What the task requires
Filter this data down to the lines that hold "formats", and copy them.

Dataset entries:

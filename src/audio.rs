//! Audio playback
//!
//! Decodes `SND` frames, smooths network jitter and resamples from the
//! server's native rate to whatever the output device runs at. Playback uses
//! CPAL (Cross-Platform Audio Library).
//!
//! The audio layer is organized into:
//! - `frame`: `SND` frame decoding
//! - `jitter`: frame queue with silence padding
//! - `resample`: linear-interpolation rate conversion
//! - `player`: the pull-driven pipeline run from the device callback

mod frame;
mod jitter;
mod player;
mod resample;

pub use frame::AudioFrame;
pub use player::{AudioPlayer, FrameSource, UnderrunCounter};

use anyhow::{Result, anyhow};
use cpal::traits::{DeviceTrait, HostTrait, StreamTrait};
use cpal::{
    Device, FromSample, SampleFormat, SizedSample, StreamConfig, SupportedStreamConfigRange,
};
use tracing::{debug, error, warn};

/// Output device with the configuration chosen for playback
pub struct AudioOutput {
    device: Device,
    config: StreamConfig,
    sample_format: SampleFormat,
}

/// Information about an available audio output device
#[derive(Debug)]
pub struct AudioDeviceInfo {
    pub name: String,
    pub is_default: bool,
    pub max_channels: u16,
    /// Inclusive sample rate ranges, one per supported configuration
    pub rate_ranges: Vec<(u32, u32)>,
    /// Distinct sample formats in device order
    pub formats: Vec<SampleFormat>,
}

impl AudioDeviceInfo {
    fn from_configs(
        name: String,
        is_default: bool,
        configs: impl IntoIterator<Item = SupportedStreamConfigRange>,
    ) -> Self {
        let mut info = Self {
            name,
            is_default,
            max_channels: 0,
            rate_ranges: Vec::new(),
            formats: Vec::new(),
        };
        for config in configs {
            info.max_channels = info.max_channels.max(config.channels());
            let range = (config.min_sample_rate().0, config.max_sample_rate().0);
            if !info.rate_ranges.contains(&range) {
                info.rate_ranges.push(range);
            }
            if !info.formats.contains(&config.sample_format()) {
                info.formats.push(config.sample_format());
            }
        }
        info
    }

    /// Lowest and highest rate over all configurations
    pub fn rate_span(&self) -> Option<(u32, u32)> {
        let low = self.rate_ranges.iter().map(|r| r.0).min()?;
        let high = self.rate_ranges.iter().map(|r| r.1).max()?;
        Some((low, high))
    }

    /// True if some configuration runs at exactly `rate`
    pub fn supports_rate(&self, rate: u32) -> bool {
        self.rate_ranges.iter().any(|&(low, high)| (low..=high).contains(&rate))
    }
}

impl AudioOutput {
    /// Open the default output device near `target_sample_rate`
    pub fn new(target_sample_rate: u32) -> Result<Self> {
        let host = cpal::default_host();
        let device = host
            .default_output_device()
            .ok_or_else(|| anyhow!("No default output device found"))?;

        let (config, sample_format) = Self::get_optimal_config(&device, target_sample_rate)?;
        debug!(
            device = %device.name().unwrap_or_default(),
            sample_rate = config.sample_rate.0,
            channels = config.channels,
            format = ?sample_format,
            "Selected output configuration"
        );

        Ok(Self {
            device,
            config,
            sample_format,
        })
    }

    /// Pick a configuration that can run at the target rate, or the closest one
    fn get_optimal_config(
        device: &Device,
        target_sample_rate: u32,
    ) -> Result<(StreamConfig, SampleFormat)> {
        let supported_configs = device.supported_output_configs()?;

        let mut best_config: Option<(u32, SupportedStreamConfigRange)> = None;
        let mut best_diff = u32::MAX;

        for config in supported_configs {
            let rate = target_sample_rate
                .clamp(config.min_sample_rate().0, config.max_sample_rate().0);
            let diff = rate.abs_diff(target_sample_rate);
            // fewer channels wins a tie
            let better = match &best_config {
                Some((_, best)) if diff == best_diff => config.channels() < best.channels(),
                _ => diff < best_diff,
            };
            if better {
                best_diff = diff;
                best_config = Some((rate, config));
            }
        }

        let (rate, config) = best_config
            .ok_or_else(|| anyhow!("No suitable audio output configuration found"))?;

        let config = config.with_sample_rate(cpal::SampleRate(rate));
        let sample_format = config.sample_format();
        Ok((config.into(), sample_format))
    }

    /// Rate the device will actually run at
    pub fn sample_rate(&self) -> u32 {
        self.config.sample_rate.0
    }

    /// Output devices with the rates, channel counts and formats they accept
    ///
    /// Devices whose capabilities cannot be queried are skipped.
    pub fn list_devices() -> Result<Vec<AudioDeviceInfo>> {
        let host = cpal::default_host();
        let default_name = host.default_output_device().and_then(|d| d.name().ok());

        let mut devices = Vec::new();
        for device in host.output_devices()? {
            let name = device.name().unwrap_or_else(|_| "Unknown Device".to_string());
            let configs = match device.supported_output_configs() {
                Ok(configs) => configs,
                Err(e) => {
                    warn!(device = %name, "Skipping device: {}", e);
                    continue;
                }
            };
            let is_default = default_name.as_deref() == Some(name.as_str());
            devices.push(AudioDeviceInfo::from_configs(name, is_default, configs));
        }

        Ok(devices)
    }

    /// Start playback; audio stops when the returned stream is dropped
    pub fn start<S>(&self, player: AudioPlayer<S>) -> Result<cpal::Stream>
    where
        S: FrameSource + Send + 'static,
    {
        let stream = match self.sample_format {
            SampleFormat::I16 => self.build_stream::<i16, S>(player)?,
            SampleFormat::U16 => self.build_stream::<u16, S>(player)?,
            SampleFormat::I32 => self.build_stream::<i32, S>(player)?,
            SampleFormat::F32 => self.build_stream::<f32, S>(player)?,
            other => return Err(anyhow!("Unsupported output sample format {:?}", other)),
        };
        stream.play()?;
        Ok(stream)
    }

    /// Build an output stream that pulls mono samples from the player and
    /// copies them to every device channel
    fn build_stream<T, S>(&self, mut player: AudioPlayer<S>) -> Result<cpal::Stream>
    where
        T: SizedSample + FromSample<i16> + Send + 'static,
        S: FrameSource + Send + 'static,
    {
        let channels = self.config.channels.max(1) as usize;
        let mut mono: Vec<i16> = Vec::new();

        let stream = self.device.build_output_stream(
            &self.config,
            move |data: &mut [T], _: &cpal::OutputCallbackInfo| {
                mono.resize(data.len() / channels, 0);
                player.fill(&mut mono);
                for (frame, &sample) in data.chunks_mut(channels).zip(mono.iter()) {
                    frame.fill(cpal::Sample::from_sample(sample));
                }
            },
            |err| {
                error!("Audio output stream error: {}", err);
            },
            None,
        )?;

        Ok(stream)
    }
}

Your solution
    /// Distinct sample formats in device order
    pub formats: Vec<SampleFormat>,
            formats: Vec::new(),
            if !info.formats.contains(&config.sample_format()) {
                info.formats.push(config.sample_format());
    /// Output devices with the rates, channel counts and formats they accept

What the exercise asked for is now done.